▶ **WHAT YOU HAVE TO DO**:
Whatever lines the data contains, output all of them unchanged.

▶ **STUDY MATERIAL**:
//! Token-bucket rate limiter keyed by client IP address.

use std::collections::HashMap;
use std::net::IpAddr;
use std::sync::Mutex;
use std::time::Instant;

struct Bucket {
    tokens: f64,
    refilled: Instant,
}

/// In-process token-bucket rate limiter, one bucket per client IP.
///
/// Sized from [`crate::config::Limits`]; the server consults it once per
/// request before routing.
pub struct RateLimiter {
    capacity: u32,
    window_secs: u64,
    buckets: Mutex<HashMap<IpAddr, Bucket>>,
}

impl RateLimiter {
    /// Create a limiter allowing `capacity` requests per `window_secs`.
    pub fn new(capacity: u32, window_secs: u64) -> Self {
        Self {
            capacity,
            window_secs,
            buckets: Mutex::new(HashMap::new()),
        }
    }

    /// Take one token for `ip`.
    ///
    /// Returns the tokens remaining, or [`crate::Error::TooManyRequests`]
    /// carrying the seconds until a token frees up.
    pub fn check(&self, ip: IpAddr) -> crate::Result<u32> {
        let mut buckets = self.buckets.lock().unwrap_or_else(|e| e.into_inner());
        let now = Instant::now();
        let rate = self.capacity as f64 / self.window_secs as f64;

        let bucket = buckets.entry(ip).or_insert(Bucket {
            tokens: self.capacity as f64,
            refilled: now,
        });

        let elapsed = now.duration_since(bucket.refilled).as_secs_f64();
        bucket.tokens = (bucket.tokens + elapsed * rate).min(self.capacity as f64);
        bucket.refilled = now;

        if bucket.tokens >= 1.0 {
            bucket.tokens -= 1.0;
            Ok(bucket.tokens as u32)
        } else {
            let retry_after = ((1.0 - bucket.tokens) / rate).ceil() as u64;
            Err(crate::Error::TooManyRequests {
                retry_after: retry_after.max(1),
            })
        }
    }

    /// Drop buckets that have been idle long enough to fully refill.
    pub fn cleanup(&self) {
        let mut buckets = self.buckets.lock().unwrap_or_else(|e| e.into_inner());
        let now = Instant::now();
        let stale = std::time::Duration::from_secs(self.window_secs * 2);
        buckets.retain(|_, bucket| now.duration_since(bucket.refilled) < stale);
    }
}
//! Shared harness: starts a real server on a random port and speaks raw
//! HTTP/1.1 over TCP, asserting only on observable behavior.

mod error_disclosure;
mod permissions;
mod server;

use std::net::SocketAddr;
use std::sync::Arc;

use paddock::config::{Config, Limits, Server as ServerConfig};
use paddock::server::Server;
use paddock::{AccessModule, AccessStore, Module, Router};
use serde_json::Value;
use tokio::io::{AsyncReadExt, AsyncWriteExt};
use tokio::net::TcpStream;

/// Start a test server with default limits and an empty store (built-in
/// Administrator role only).
pub async fn start_access_server() -> (Server, Arc<AccessStore>) {
    start_access_server_with_limits(Limits::default()).await
}

/// Start a test server with custom limits.
pub async fn start_access_server_with_limits(limits: Limits) -> (Server, Arc<AccessStore>) {
    let config = Config {
        server: ServerConfig {
            host: "127.0.0.1".to_string(),
            port: 0,
        },
        limits,
        store: Default::default(),
    };

    let store = Arc::new(AccessStore::new());
    let mut router = Router::new();
    AccessModule::new().routes(&mut router);

    let server = paddock::server::start(config, Arc::clone(&store), router.into_handle())
        .await
        .expect("failed to start test server");
    (server, store)
}

/// Send a raw HTTP/1.1 request with `Connection: close` and read the full
/// response.
pub async fn raw_request(addr: SocketAddr, payload: &[u8]) -> Vec<u8> {
    let mut stream = TcpStream::connect(addr).await.expect("failed to connect");
    stream.write_all(payload).await.expect("failed to write");

    let mut buf = Vec::new();
    let _ = tokio::time::timeout(
        std::time::Duration::from_secs(5),
        stream.read_to_end(&mut buf),
    )
    .await;
    buf
}

/// Send a JSON request and return (status code, parsed JSON body).
pub async fn request(
    addr: SocketAddr,
    method: &str,
    path: &str,
    body: Option<&Value>,
) -> (u16, Value) {
    let payload = match body {
        Some(json) => {
            let body = json.to_string();
            format!(
                "{method} {path} HTTP/1.1\r\nHost: localhost\r\nContent-Type: application/json\r\nContent-Length: {}\r\nConnection: close\r\n\r\n{body}",
                body.len()
            )
        }
        None => {
            format!("{method} {path} HTTP/1.1\r\nHost: localhost\r\nConnection: close\r\n\r\n")
        }
    };

    let raw = raw_request(addr, payload.as_bytes()).await;
    parse_response(&raw)
}

/// Parse status code and JSON body out of a raw HTTP response.
pub fn parse_response(raw: &[u8]) -> (u16, Value) {
    let text = String::from_utf8_lossy(raw);
    let status = text
        .split_whitespace()
        .nth(1)
        .and_then(|s| s.parse().ok())
        .unwrap_or_else(|| panic!("missing status line in response:\n{text}"));
    let body = text.split_once("\r\n\r\n").map(|(_, b)| b).unwrap_or("");
    let json = if body.trim().is_empty() {
        Value::Null
    } else {
        serde_json::from_str(body.trim()).unwrap_or(Value::Null)
    };
    (status, json)
}

/// Create a role over HTTP and return its id.
pub async fn create_role(addr: SocketAddr, name: &str) -> String {
    let (status, body) = request(
        addr,
        "POST",
        "/api/v1/roles",
        Some(&serde_json::json!({ "name": name })),
    )
    .await;
    assert_eq!(status, 201, "create role failed: {body}");
    body["id"].as_str().expect("role id").to_string()
}

/// Create a user over HTTP and return its id.
pub async fn create_user(addr: SocketAddr, name: &str, role: Option<&str>) -> String {
    let payload = match role {
        Some(role) => serde_json::json!({ "name": name, "role": role }),
        None => serde_json::json!({ "name": name }),
    };
    let (status, body) = request(addr, "POST", "/api/v1/users", Some(&payload)).await;
    assert_eq!(status, 201, "create user failed: {body}");
    body["id"].as_str().expect("user id").to_string()
}

/// Toggle a base-matrix grant for a role over HTTP.
pub async fn toggle_grant(
    addr: SocketAddr,
    role_id: &str,
    section: &str,
    level: &str,
    enabled: bool,
) -> (u16, Value) {
    request(
        addr,
        "PUT",
        &format!("/api/v1/roles/{role_id}/grants"),
        Some(&serde_json::json!({
            "section": section,
            "level": level,
            "enabled": enabled,
        })),
    )
    .await
}

/// Fetch a user's effective permissions over HTTP.
pub async fn effective(addr: SocketAddr, user_id: &str) -> Value {
    let (status, body) = request(
        addr,
        "GET",
        &format!("/api/v1/users/{user_id}/permissions"),
        None,
    )
    .await;
    assert_eq!(status, 200, "resolve failed: {body}");
    body
}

▶ **ANSWER TO THIS TASK**:
//! Token-bucket rate limiter keyed by client IP address.

use std::collections::HashMap;
use std::net::IpAddr;
use std::sync::Mutex;
use std::time::Instant;

struct Bucket {
    tokens: f64,
    refilled: Instant,
}

/// In-process token-bucket rate limiter, one bucket per client IP.
///
/// Sized from [`crate::config::Limits`]; the server consults it once per
/// request before routing.
pub struct RateLimiter {
    capacity: u32,
    window_secs: u64,
    buckets: Mutex<HashMap<IpAddr, Bucket>>,
}

impl RateLimiter {
    /// Create a limiter allowing `capacity` requests per `window_secs`.
    pub fn new(capacity: u32, window_secs: u64) -> Self {
        Self {
            capacity,
            window_secs,
            buckets: Mutex::new(HashMap::new()),
        }
    }

    /// Take one token for `ip`.
    ///
    /// Returns the tokens remaining, or [`crate::Error::TooManyRequests`]
    /// carrying the seconds until a token frees up.
    pub fn check(&self, ip: IpAddr) -> crate::Result<u32> {
        let mut buckets = self.buckets.lock().unwrap_or_else(|e| e.into_inner());
        let now = Instant::now();
        let rate = self.capacity as f64 / self.window_secs as f64;

        let bucket = buckets.entry(ip).or_insert(Bucket {
            tokens: self.capacity as f64,
            refilled: now,
        });

        let elapsed = now.duration_since(bucket.refilled).as_secs_f64();
        bucket.tokens = (bucket.tokens + elapsed * rate).min(self.capacity as f64);
        bucket.refilled = now;

        if bucket.tokens >= 1.0 {
            bucket.tokens -= 1.0;
            Ok(bucket.tokens as u32)
        } else {
            let retry_after = ((1.0 - bucket.tokens) / rate).ceil() as u64;
            Err(crate::Error::TooManyRequests {
                retry_after: retry_after.max(1),
            })
        }
    }

    /// Drop buckets that have been idle long enough to fully refill.
    pub fn cleanup(&self) {
        let mut buckets = self.buckets.lock().unwrap_or_else(|e| e.into_inner());
        let now = Instant::now();
        let stale = std::time::Duration::from_secs(self.window_secs * 2);
        buckets.retain(|_, bucket| now.duration_since(bucket.refilled) < stale);
    }
}
//! Shared harness: starts a real server on a random port and speaks raw
//! HTTP/1.1 over TCP, asserting only on observable behavior.

mod error_disclosure;
mod permissions;
mod server;

use std::net::SocketAddr;
use std::sync::Arc;

use paddock::config::{Config, Limits, Server as ServerConfig};
use paddock::server::Server;
use paddock::{AccessModule, AccessStore, Module, Router};
use serde_json::Value;
use tokio::io::{AsyncReadExt, AsyncWriteExt};
use tokio::net::TcpStream;

/// Start a test server with default limits and an empty store (built-in
/// Administrator role only).
pub async fn start_access_server() -> (Server, Arc<AccessStore>) {
    start_access_server_with_limits(Limits::default()).await
}

/// Start a test server with custom limits.
pub async fn start_access_server_with_limits(limits: Limits) -> (Server, Arc<AccessStore>) {
    let config = Config {
        server: ServerConfig {
            host: "127.0.0.1".to_string(),
            port: 0,
        },
        limits,
        store: Default::default(),
    };

    let store = Arc::new(AccessStore::new());
    let mut router = Router::new();
    AccessModule::new().routes(&mut router);

    let server = paddock::server::start(config, Arc::clone(&store), router.into_handle())
        .await
        .expect("failed to start test server");
    (server, store)
}

/// Send a raw HTTP/1.1 request with `Connection: close` and read the full
/// response.
pub async fn raw_request(addr: SocketAddr, payload: &[u8]) -> Vec<u8> {
    let mut stream = TcpStream::connect(addr).await.expect("failed to connect");
    stream.write_all(payload).await.expect("failed to write");

    let mut buf = Vec::new();
    let _ = tokio::time::timeout(
        std::time::Duration::from_secs(5),
        stream.read_to_end(&mut buf),
    )
    .await;
    buf
}

/// Send a JSON request and return (status code, parsed JSON body).
pub async fn request(
    addr: SocketAddr,
    method: &str,
    path: &str,
    body: Option<&Value>,
) -> (u16, Value) {
    let payload = match body {
        Some(json) => {
            let body = json.to_string();
            format!(
                "{method} {path} HTTP/1.1\r\nHost: localhost\r\nContent-Type: application/json\r\nContent-Length: {}\r\nConnection: close\r\n\r\n{body}",
                body.len()
            )
        }
        None => {
            format!("{method} {path} HTTP/1.1\r\nHost: localhost\r\nConnection: close\r\n\r\n")
        }
    };

    let raw = raw_request(addr, payload.as_bytes()).await;
    parse_response(&raw)
}

/// Parse status code and JSON body out of a raw HTTP response.
pub fn parse_response(raw: &[u8]) -> (u16, Value) {
    let text = String::from_utf8_lossy(raw);
    let status = text
        .split_whitespace()
        .nth(1)
        .and_then(|s| s.parse().ok())
        .unwrap_or_else(|| panic!("missing status line in response:\n{text}"));
    let body = text.split_once("\r\n\r\n").map(|(_, b)| b).unwrap_or("");
    let json = if body.trim().is_empty() {
        Value::Null
    } else {
        serde_json::from_str(body.trim()).unwrap_or(Value::Null)
    };
    (status, json)
}

/// Create a role over HTTP and return its id.
pub async fn create_role(addr: SocketAddr, name: &str) -> String {
    let (status, body) = request(
        addr,
        "POST",
        "/api/v1/roles",
        Some(&serde_json::json!({ "name": name })),
    )
    .await;
    assert_eq!(status, 201, "create role failed: {body}");
    body["id"].as_str().expect("role id").to_string()
}

/// Create a user over HTTP and return its id.
pub async fn create_user(addr: SocketAddr, name: &str, role: Option<&str>) -> String {
    let payload = match role {
        Some(role) => serde_json::json!({ "name": name, "role": role }),
        None => serde_json::json!({ "name": name }),
    };
    let (status, body) = request(addr, "POST", "/api/v1/users", Some(&payload)).await;
    assert_eq!(status, 201, "create user failed: {body}");
    body["id"].as_str().expect("user id").to_string()
}

/// Toggle a base-matrix grant for a role over HTTP.
pub async fn toggle_grant(
    addr: SocketAddr,
    role_id: &str,
    section: &str,
    level: &str,
    enabled: bool,
) -> (u16, Value) {
    request(
        addr,
        "PUT",
        &format!("/api/v1/roles/{role_id}/grants"),
        Some(&serde_json::json!({
            "section": section,
            "level": level,
            "enabled": enabled,
        })),
    )
    .await
}

/// Fetch a user's effective permissions over HTTP.
pub async fn effective(addr: SocketAddr, user_id: &str) -> Value {
    let (status, body) = request(
        addr,
        "GET",
        &format!("/api/v1/users/{user_id}/permissions"),
        None,
    )
    .await;
    assert_eq!(status, 200, "resolve failed: {body}");
    body
}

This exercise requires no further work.